→ Exercise requirements:
Could you copy out every line of the data where the word "collect" occurs?

→ Items from a dataset:

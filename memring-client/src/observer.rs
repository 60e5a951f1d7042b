//! # Operation Observers
//!
//! Purpose: Let callers count what the client does without coupling the hot
//! path to a metrics backend.
//!
//! ## Design Principles
//! 1. **Accumulator Pattern**: `ClientMetrics` aggregates events in atomic
//!    counters; recording never allocates.
//! 2. **Fixed Buckets**: Latencies land in a contiguous array of buckets.
//! 3. **Plain Snapshots**: Readers get owned structs, never live references.
//!
//! ## Notes
//! - Every counter uses `Ordering::Relaxed`; fields are independent and only
//!   need eventual consistency.
//! - Misses and CAS conflicts are counted apart from errors; they are normal
//!   cache outcomes.

use std::fmt::Debug;
use std::sync::atomic::{AtomicU64, Ordering};
use std::time::Duration;

use memring_common::Status;
use serde::Serialize;

/// Default latency bucket boundaries in microseconds.
pub const DEFAULT_LATENCY_BUCKETS_US: [u64; 12] =
    [50, 100, 200, 500, 1_000, 2_000, 5_000, 10_000, 20_000, 50_000, 100_000, 500_000];

/// Hooks called by the client. All methods default to no-ops.
pub trait OperationObserver: Send + Sync + Debug {
    /// An operation is about to be dispatched.
    fn on_start(&self, _operation: &'static str) {}

    /// An operation finished with `status`.
    fn on_finish(&self, _operation: &'static str, _status: Status, _latency: Duration) {}

    /// A node was taken out of service.
    fn on_node_failed(&self, _endpoint: &str) {}

    /// A dead node answered a ping and is back in service.
    fn on_node_revived(&self, _endpoint: &str) {}
}

/// Observer that records nothing.
#[derive(Debug, Clone, Copy, Default)]
pub struct NoopObserver;

impl OperationObserver for NoopObserver {}

/// Snapshot of all client counters at a point in time.
#[derive(Debug, Clone, PartialEq, Eq, Serialize)]
pub struct MetricsSnapshot {
    pub requests_total: u64,
    /// Transport, protocol and server-side failures.
    pub errors_total: u64,
    /// `KeyNotFound` results.
    pub misses_total: u64,
    /// `KeyExists` results.
    pub conflicts_total: u64,
    pub inflight: u64,
    pub nodes_failed: u64,
    pub nodes_revived: u64,
    pub latency: LatencySnapshot,
}

/// Snapshot of the latency histogram.
#[derive(Debug, Clone, PartialEq, Eq, Serialize)]
pub struct LatencySnapshot {
    pub bounds_us: Vec<u64>,
    /// Bucket counts, overflow bucket last.
    pub buckets: Vec<u64>,
    pub samples: u64,
    pub sum_us: u64,
}

impl LatencySnapshot {
    /// Upper bound of the bucket holding quantile `q` (0.0..=1.0).
    ///
    /// Returns `None` with no samples, `Some(u64::MAX)` for the overflow bucket.
    pub fn quantile_bound_us(&self, q: f64) -> Option<u64> {
        if self.samples == 0 {
            return None;
        }
        let target = ((self.samples as f64) * q.clamp(0.0, 1.0)).ceil().max(1.0) as u64;
        let mut seen = 0u64;
        for (index, count) in self.buckets.iter().enumerate() {
            seen += count;
            if seen >= target {
                return Some(self.bounds_us.get(index).copied().unwrap_or(u64::MAX));
            }
        }
        Some(u64::MAX)
    }
}

/// Thread-safe counters for one client.
#[derive(Debug)]
pub struct ClientMetrics {
    requests_total: AtomicU64,
    errors_total: AtomicU64,
    misses_total: AtomicU64,
    conflicts_total: AtomicU64,
    inflight: AtomicU64,
    nodes_failed: AtomicU64,
    nodes_revived: AtomicU64,
    latency: LatencyHistogram,
}

impl Default for ClientMetrics {
    fn default() -> Self {
        Self::new()
    }
}

impl ClientMetrics {
    pub fn new() -> Self {
        Self::with_latency_buckets(DEFAULT_LATENCY_BUCKETS_US.to_vec())
    }

    /// Bounds must be ascending microseconds.
    pub fn with_latency_buckets(bounds_us: Vec<u64>) -> Self {
        ClientMetrics {
            requests_total: AtomicU64::new(0),
            errors_total: AtomicU64::new(0),
            misses_total: AtomicU64::new(0),
            conflicts_total: AtomicU64::new(0),
            inflight: AtomicU64::new(0),
            nodes_failed: AtomicU64::new(0),
            nodes_revived: AtomicU64::new(0),
            latency: LatencyHistogram::new(bounds_us),
        }
    }

    pub fn snapshot(&self) -> MetricsSnapshot {
        MetricsSnapshot {
            requests_total: self.requests_total.load(Ordering::Relaxed),
            errors_total: self.errors_total.load(Ordering::Relaxed),
            misses_total: self.misses_total.load(Ordering::Relaxed),
            conflicts_total: self.conflicts_total.load(Ordering::Relaxed),
            inflight: self.inflight.load(Ordering::Relaxed),
            nodes_failed: self.nodes_failed.load(Ordering::Relaxed),
            nodes_revived: self.nodes_revived.load(Ordering::Relaxed),
            latency: self.latency.snapshot(),
        }
    }
}

impl OperationObserver for ClientMetrics {
    fn on_start(&self, _operation: &'static str) {
        self.requests_total.fetch_add(1, Ordering::Relaxed);
        self.inflight.fetch_add(1, Ordering::Relaxed);
    }

    fn on_finish(&self, _operation: &'static str, status: Status, latency: Duration) {
        self.inflight.fetch_sub(1, Ordering::Relaxed);
        self.latency.record(latency);
        match status {
            Status::NoError => {}
            Status::KeyNotFound => {
                self.misses_total.fetch_add(1, Ordering::Relaxed);
            }
            status if status.is_conflict() => {
                self.conflicts_total.fetch_add(1, Ordering::Relaxed);
            }
            _ => {
                self.errors_total.fetch_add(1, Ordering::Relaxed);
            }
        }
    }

    fn on_node_failed(&self, _endpoint: &str) {
        self.nodes_failed.fetch_add(1, Ordering::Relaxed);
    }

    fn on_node_revived(&self, _endpoint: &str) {
        self.nodes_revived.fetch_add(1, Ordering::Relaxed);
    }
}

/// Fixed-bucket latency histogram with a linear bucket scan.
#[derive(Debug)]
pub struct LatencyHistogram {
    bounds_us: Vec<u64>,
    buckets: Vec<AtomicU64>,
    sum_us: AtomicU64,
    samples: AtomicU64,
}

impl LatencyHistogram {
    /// `bounds_us.len() + 1` buckets; the last one is overflow.
    pub fn new(bounds_us: Vec<u64>) -> Self {
        let buckets = (0..=bounds_us.len()).map(|_| AtomicU64::new(0)).collect();
        LatencyHistogram {
            bounds_us,
            buckets,
            sum_us: AtomicU64::new(0),
            samples: AtomicU64::new(0),
        }
    }

    pub fn record(&self, latency: Duration) {
        let micros = latency.as_micros().min(u64::MAX as u128) as u64;
        self.samples.fetch_add(1, Ordering::Relaxed);
        self.sum_us.fetch_add(micros, Ordering::Relaxed);
        let index = self
            .bounds_us
            .iter()
            .position(|&bound| micros <= bound)
            .unwrap_or(self.bounds_us.len());
        self.buckets[index].fetch_add(1, Ordering::Relaxed);
    }

    pub fn snapshot(&self) -> LatencySnapshot {
        LatencySnapshot {
            bounds_us: self.bounds_us.clone(),
            buckets: self
                .buckets
                .iter()
                .map(|bucket| bucket.load(Ordering::Relaxed))
                .collect(),
            samples: self.samples.load(Ordering::Relaxed),
            sum_us: self.sum_us.load(Ordering::Relaxed),
        }
    }
}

→ Reply to the exercise:
        let buckets = (0..=bounds_us.len()).map(|_| AtomicU64::new(0)).collect();
                .collect(),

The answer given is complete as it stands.